Records shown section start

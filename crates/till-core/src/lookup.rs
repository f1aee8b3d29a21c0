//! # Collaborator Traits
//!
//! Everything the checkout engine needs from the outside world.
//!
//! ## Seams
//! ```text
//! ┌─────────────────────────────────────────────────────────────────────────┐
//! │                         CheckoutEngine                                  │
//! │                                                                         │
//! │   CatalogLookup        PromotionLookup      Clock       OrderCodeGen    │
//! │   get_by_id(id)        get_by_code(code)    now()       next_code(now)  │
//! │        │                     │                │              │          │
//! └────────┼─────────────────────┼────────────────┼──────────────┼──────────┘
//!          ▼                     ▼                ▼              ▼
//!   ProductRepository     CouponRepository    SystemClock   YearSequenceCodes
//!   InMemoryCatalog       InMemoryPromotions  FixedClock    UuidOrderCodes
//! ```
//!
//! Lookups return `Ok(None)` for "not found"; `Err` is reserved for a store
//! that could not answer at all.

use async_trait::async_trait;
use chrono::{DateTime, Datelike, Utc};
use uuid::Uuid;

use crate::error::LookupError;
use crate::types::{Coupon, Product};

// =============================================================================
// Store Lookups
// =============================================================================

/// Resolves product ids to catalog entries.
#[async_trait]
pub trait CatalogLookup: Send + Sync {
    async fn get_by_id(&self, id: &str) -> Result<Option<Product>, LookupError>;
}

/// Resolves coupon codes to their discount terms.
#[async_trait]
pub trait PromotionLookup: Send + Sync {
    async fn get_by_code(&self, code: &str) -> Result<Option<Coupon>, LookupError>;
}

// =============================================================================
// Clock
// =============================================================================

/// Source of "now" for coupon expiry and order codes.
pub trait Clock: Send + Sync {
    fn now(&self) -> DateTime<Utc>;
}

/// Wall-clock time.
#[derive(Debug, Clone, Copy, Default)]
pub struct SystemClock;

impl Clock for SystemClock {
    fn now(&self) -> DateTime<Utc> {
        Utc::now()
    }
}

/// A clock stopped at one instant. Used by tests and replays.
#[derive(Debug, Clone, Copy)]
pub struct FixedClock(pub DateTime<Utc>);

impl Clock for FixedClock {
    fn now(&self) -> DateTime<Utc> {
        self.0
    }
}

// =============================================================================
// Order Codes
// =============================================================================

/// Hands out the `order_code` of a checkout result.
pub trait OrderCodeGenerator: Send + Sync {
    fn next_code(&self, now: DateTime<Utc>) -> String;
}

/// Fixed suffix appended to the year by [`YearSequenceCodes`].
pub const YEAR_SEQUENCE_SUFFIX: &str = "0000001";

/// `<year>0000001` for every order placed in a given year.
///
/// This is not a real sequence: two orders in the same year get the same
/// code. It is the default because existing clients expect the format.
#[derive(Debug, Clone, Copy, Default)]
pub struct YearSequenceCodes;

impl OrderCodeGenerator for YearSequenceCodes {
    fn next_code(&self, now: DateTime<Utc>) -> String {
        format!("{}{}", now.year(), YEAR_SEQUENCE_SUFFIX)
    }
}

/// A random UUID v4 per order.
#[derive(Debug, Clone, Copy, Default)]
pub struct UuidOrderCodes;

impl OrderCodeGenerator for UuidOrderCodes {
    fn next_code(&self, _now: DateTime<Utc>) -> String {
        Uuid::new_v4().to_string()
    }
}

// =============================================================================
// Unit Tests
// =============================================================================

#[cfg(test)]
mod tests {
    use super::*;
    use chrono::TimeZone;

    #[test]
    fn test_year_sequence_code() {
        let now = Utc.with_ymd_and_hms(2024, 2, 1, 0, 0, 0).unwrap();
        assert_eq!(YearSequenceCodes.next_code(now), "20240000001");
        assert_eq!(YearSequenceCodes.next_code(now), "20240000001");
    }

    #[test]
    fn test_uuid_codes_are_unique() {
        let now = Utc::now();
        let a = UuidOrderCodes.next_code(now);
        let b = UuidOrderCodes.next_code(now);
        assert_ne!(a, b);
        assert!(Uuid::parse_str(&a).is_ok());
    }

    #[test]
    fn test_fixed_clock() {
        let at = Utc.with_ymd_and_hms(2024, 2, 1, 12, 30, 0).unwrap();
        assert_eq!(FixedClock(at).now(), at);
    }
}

Records shown section end

Problem to solve
I need all of the records above retyped exactly, please.

Reply to the task
filename crates/till-core/src/lookup.rs
repository f1aee8b3d29a21c0
//! # Collaborator Traits
//!
//! Everything the checkout engine needs from the outside world.
//!
//! ## Seams
//! ```text
//! ┌─────────────────────────────────────────────────────────────────────────┐
//! │                         CheckoutEngine                                  │
//! │                                                                         │
//! │   CatalogLookup        PromotionLookup      Clock       OrderCodeGen    │
//! │   get_by_id(id)        get_by_code(code)    now()       next_code(now)  │
//! │        │                     │                │              │          │
//! └────────┼─────────────────────┼────────────────┼──────────────┼──────────┘
//!          ▼                     ▼                ▼              ▼
//!   ProductRepository     CouponRepository    SystemClock   YearSequenceCodes
//!   InMemoryCatalog       InMemoryPromotions  FixedClock    UuidOrderCodes
//! ```
//!
//! Lookups return `Ok(None)` for "not found"; `Err` is reserved for a store
//! that could not answer at all.

use async_trait::async_trait;
use chrono::{DateTime, Datelike, Utc};
use uuid::Uuid;

use crate::error::LookupError;
use crate::types::{Coupon, Product};

// =============================================================================
// Store Lookups
// =============================================================================

/// Resolves product ids to catalog entries.
#[async_trait]
pub trait CatalogLookup: Send + Sync {
    async fn get_by_id(&self, id: &str) -> Result<Option<Product>, LookupError>;
}

/// Resolves coupon codes to their discount terms.
#[async_trait]
pub trait PromotionLookup: Send + Sync {
    async fn get_by_code(&self, code: &str) -> Result<Option<Coupon>, LookupError>;
}

// =============================================================================
// Clock
// =============================================================================

/// Source of "now" for coupon expiry and order codes.
pub trait Clock: Send + Sync {
    fn now(&self) -> DateTime<Utc>;
}

/// Wall-clock time.
#[derive(Debug, Clone, Copy, Default)]
pub struct SystemClock;

impl Clock for SystemClock {
    fn now(&self) -> DateTime<Utc> {
        Utc::now()
    }
}

/// A clock stopped at one instant. Used by tests and replays.
#[derive(Debug, Clone, Copy)]
pub struct FixedClock(pub DateTime<Utc>);

impl Clock for FixedClock {
    fn now(&self) -> DateTime<Utc> {
        self.0
    }
}

// =============================================================================
// Order Codes
// =============================================================================

/// Hands out the `order_code` of a checkout result.
pub trait OrderCodeGenerator: Send + Sync {
    fn next_code(&self, now: DateTime<Utc>) -> String;
}

/// Fixed suffix appended to the year by [`YearSequenceCodes`].
pub const YEAR_SEQUENCE_SUFFIX: &str = "0000001";

/// `<year>0000001` for every order placed in a given year.
///
/// This is not a real sequence: two orders in the same year get the same
/// code. It is the default because existing clients expect the format.
#[derive(Debug, Clone, Copy, Default)]
pub struct YearSequenceCodes;

impl OrderCodeGenerator for YearSequenceCodes {
    fn next_code(&self, now: DateTime<Utc>) -> String {
        format!("{}{}", now.year(), YEAR_SEQUENCE_SUFFIX)
    }
}

/// A random UUID v4 per order.
#[derive(Debug, Clone, Copy, Default)]
pub struct UuidOrderCodes;

impl OrderCodeGenerator for UuidOrderCodes {
    fn next_code(&self, _now: DateTime<Utc>) -> String {
        Uuid::new_v4().to_string()
    }
}

// =============================================================================
// Unit Tests
// =============================================================================

#[cfg(test)]
mod tests {
    use super::*;
    use chrono::TimeZone;

    #[test]
    fn test_year_sequence_code() {
        let now = Utc.with_ymd_and_hms(2024, 2, 1, 0, 0, 0).unwrap();
        assert_eq!(YearSequenceCodes.next_code(now), "20240000001");
        assert_eq!(YearSequenceCodes.next_code(now), "20240000001");
    }

    #[test]
    fn test_uuid_codes_are_unique() {
        let now = Utc::now();
        let a = UuidOrderCodes.next_code(now);
        let b = UuidOrderCodes.next_code(now);
        assert_ne!(a, b);
        assert!(Uuid::parse_str(&a).is_ok());
    }

    #[test]
    fn test_fixed_clock() {
        let at = Utc.with_ymd_and_hms(2024, 2, 1, 12, 30, 0).unwrap();
        assert_eq!(FixedClock(at).now(), at);
    }
}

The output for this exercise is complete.